第20話 聖子!明菜!全世代アイドルフェス(中編)

 夕刻、王都フルマティにある王立武道館の客入れが始まった。やはりキャンセルが結構出たらしいが、さすがは美人王女、ポスターにフレンダの名前を入れたら当日チケットもキャンセル分も即完売したらしい。そのせいかフレンダ目当てとおぼしき怪しげな男性客も結構来ているが、まあ満足させたらいいのだ。開幕のベルが鳴り、客席のざわつきが収まった。幕が開くとフレンダが板付きで立っており、万雷の拍手が鳴り響いた。
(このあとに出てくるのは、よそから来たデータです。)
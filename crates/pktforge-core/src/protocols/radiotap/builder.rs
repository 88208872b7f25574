use crate::codec::builder::{build_payload, length_field};
use crate::codec::{BuildError, BuildPolicy, Packet, PacketBuilder};

use super::field::{RadiotapDataField, RadiotapField};
use super::layout;
use super::packet::{RadiotapHeader, RadiotapPacket, announced_fields};

const PROTOCOL: &str = "Radiotap";

/// Builds a radiotap header in front of an optional 802.11 frame.
///
/// Without explicit present words a single word is derived from the
/// fields, which must then be given in ascending bit order.
#[derive(Default)]
pub struct RadiotapBuilder {
    version: u8,
    pad: u8,
    length: u16,
    present: Option<Vec<u32>>,
    fields: Vec<RadiotapDataField>,
    trailing: Vec<u8>,
    payload: Option<Box<dyn PacketBuilder>>,
    policy: BuildPolicy,
}

impl RadiotapBuilder {
    pub fn new() -> Self {
        Self::default()
    }

    pub(super) fn from_packet(packet: &RadiotapPacket) -> Self {
        let header = &packet.header;
        Self {
            version: header.version,
            pad: header.pad,
            length: header.length,
            present: Some(header.present.clone()),
            fields: header.fields.clone(),
            trailing: header.trailing.clone(),
            payload: packet
                .payload
                .clone()
                .map(|payload| Box::new(payload) as Box<dyn PacketBuilder>),
            policy: BuildPolicy::default(),
        }
    }

    pub fn version(mut self, version: u8) -> Self {
        self.version = version;
        self
    }

    pub fn pad(mut self, pad: u8) -> Self {
        self.pad = pad;
        self
    }

    pub fn length(mut self, length: u16) -> Self {
        self.length = length;
        self
    }

    pub fn present(mut self, present: Vec<u32>) -> Self {
        self.present = Some(present);
        self
    }

    /// Appends a field without alignment padding.
    pub fn field(mut self, field: RadiotapField) -> Self {
        self.fields.push(RadiotapDataField::new(field));
        self
    }

    pub fn data_field(mut self, field: RadiotapDataField) -> Self {
        self.fields.push(field);
        self
    }

    pub fn fields(mut self, fields: Vec<RadiotapDataField>) -> Self {
        self.fields = fields;
        self
    }

    pub fn trailing(mut self, trailing: Vec<u8>) -> Self {
        self.trailing = trailing;
        self
    }

    pub fn payload<B: PacketBuilder + 'static>(mut self, payload: B) -> Self {
        self.payload = Some(Box::new(payload));
        self
    }

    pub fn payload_builder(mut self, payload: Option<Box<dyn PacketBuilder>>) -> Self {
        self.payload = payload;
        self
    }

    pub fn correct_length_at_build(mut self, on: bool) -> Self {
        self.policy.correct_length_at_build = on;
        self
    }

    pub fn padding_at_build(mut self, on: bool) -> Self {
        self.policy.padding_at_build = on;
        self
    }

    pub fn policy(mut self, policy: BuildPolicy) -> Self {
        self.policy = policy;
        self
    }

    fn present_words(&self) -> Result<Vec<u32>, BuildError> {
        let bits: Vec<u32> = self.fields.iter().map(|data| data.field.bit()).collect();
        let Some(present) = &self.present else {
            if bits.windows(2).any(|pair| pair[0] >= pair[1]) {
                return Err(BuildError::invalid(
                    PROTOCOL,
                    "fields must be given in ascending present-bit order without repeats",
                ));
            }
            return Ok(vec![bits.iter().fold(0u32, |word, bit| word | 1 << bit)]);
        };

        let Some((last, chained)) = present.split_last() else {
            return Err(BuildError::invalid(PROTOCOL, "at least one present word is required"));
        };
        let ext: u32 = 1 << layout::EXT_BIT;
        if last & ext != 0 || chained.iter().any(|word| word & ext == 0) {
            return Err(BuildError::invalid(
                PROTOCOL,
                "bit 31 must be set on every present word except the last",
            ));
        }
        if announced_fields(present) != bits {
            return Err(BuildError::invalid(
                PROTOCOL,
                format!("fields with bits {:?} do not match the present words", bits),
            ));
        }
        Ok(present.clone())
    }

    pub fn build(self) -> Result<RadiotapPacket, BuildError> {
        let present = self.present_words()?;

        let (payload, _) = build_payload(self.payload)?;

        let mut offset = layout::PRESENT_OFFSET + present.len() * layout::PRESENT_WORD_LEN;
        let mut fields = self.fields;
        for data in &mut fields {
            let needed = data.required_padding(offset);
            if self.policy.padding_at_build {
                data.align_padding = vec![0; needed];
            } else if data.align_padding.len() != needed {
                return Err(BuildError::invalid(
                    PROTOCOL,
                    format!(
                        "{} at offset {} needs {} padding bytes, has {}",
                        data.field.name(),
                        offset,
                        needed,
                        data.align_padding.len()
                    ),
                ));
            }
            offset += data.length();
        }

        let length = if self.policy.correct_length_at_build {
            let total = offset + self.trailing.len();
            length_field(PROTOCOL, "length", total, layout::LENGTH_BITS)? as u16
        } else {
            self.length
        };

        Ok(RadiotapPacket {
            header: RadiotapHeader {
                version: self.version,
                pad: self.pad,
                length,
                present,
                fields,
                trailing: self.trailing,
            },
            payload,
        })
    }
}

impl PacketBuilder for RadiotapBuilder {
    fn build_packet(self: Box<Self>) -> Result<Box<dyn Packet>, BuildError> {
        Ok(Box::new((*self).build()?))
    }
}

#[cfg(test)]
mod tests {
    use super::*;
    use crate::codec::calc_crc32;
    use crate::protocols::dot11::Dot11ManagementPacket;
    use crate::protocols::dot11::packet::tests::BEACON;
    use crate::protocols::radiotap::packet::tests::{RADIOTAP, capture};

    fn sample_fields() -> RadiotapBuilder {
        RadiotapBuilder::new()
            .field(RadiotapField::Flags(0x10))
            .field(RadiotapField::Rate(2))
            .field(RadiotapField::Channel {
                frequency: 2412,
                flags: 0x00a0,
            })
            .field(RadiotapField::AntennaSignalDbm(-43))
            .field(RadiotapField::Antenna(1))
    }

    #[test]
    fn builds_sample_header_with_frame() {
        let frame = Dot11ManagementPacket::new_packet(&BEACON, 0, BEACON.len())
            .unwrap()
            .to_builder()
            .append_fcs(true)
            .correct_checksum_at_build(true);
        let packet = sample_fields()
            .payload(frame)
            .policy(BuildPolicy::CORRECT_ALL)
            .build()
            .unwrap();
        assert_eq!(packet.header().present(), [0x0000_082e]);
        assert_eq!(packet.raw_data(), capture());
        let fcs = &packet.raw_data()[RADIOTAP.len() + BEACON.len()..];
        assert_eq!(fcs, calc_crc32(&BEACON).to_le_bytes());
    }

    #[test]
    fn padding_is_inserted_or_checked() {
        let builder = || {
            RadiotapBuilder::new()
                .field(RadiotapField::Flags(0))
                .field(RadiotapField::Channel {
                    frequency: 2437,
                    flags: 0,
                })
                .correct_length_at_build(true)
        };
        let packet = builder().padding_at_build(true).build().unwrap();
        assert_eq!(packet.header().length_field(), 14);
        assert_eq!(packet.header().data_fields()[1].align_padding, [0]);

        let err = builder().build().unwrap_err();
        assert!(matches!(err, BuildError::Invalid { .. }));
    }

    #[test]
    fn field_order_is_checked() {
        let err = RadiotapBuilder::new()
            .field(RadiotapField::Rate(2))
            .field(RadiotapField::Flags(0))
            .build()
            .unwrap_err();
        assert!(matches!(err, BuildError::Invalid { .. }));

        let err = RadiotapBuilder::new()
            .present(vec![0x0000_0004])
            .field(RadiotapField::Flags(0))
            .build()
            .unwrap_err();
        assert!(matches!(err, BuildError::Invalid { .. }));

        let err = RadiotapBuilder::new()
            .present(vec![0x8000_0000])
            .build()
            .unwrap_err();
        assert!(matches!(err, BuildError::Invalid { .. }));
    }

    #[test]
    fn decoded_packet_rebuilds_unchanged() {
        let bytes = [
            0x00, 0x00, 0x0e, 0x00, 0x02, 0x00, 0x00, 0xa0, 0x20, 0x00, 0x00, 0x00, 0x00, 0xc4,
        ];
        let packet = RadiotapPacket::new_packet(&bytes, 0, bytes.len()).unwrap();
        let rebuilt = packet.to_builder().build().unwrap();
        assert_eq!(rebuilt, packet);
        assert_eq!(rebuilt.raw_data(), bytes);
    }
}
フレンダ「えーと、ありがとうございます。中央大陸連合王国王女フレンダです。まずはトッツィー・オブラーゲ氏のコンサートが中止になったことについてお詫び申し上げます。そんなわけで、今日はフレンダ・ ウィタリアンプレゼンツ異世界アイドル大集合フェス、ということに急遽なってしまいまして、なんかわたくし異常に緊張してます(笑)。2階席の皆さん、見えてますかー?」


 うおー! と答える客席。既に魔法杖の先端を光らせて振っているフレンダ推しもいる。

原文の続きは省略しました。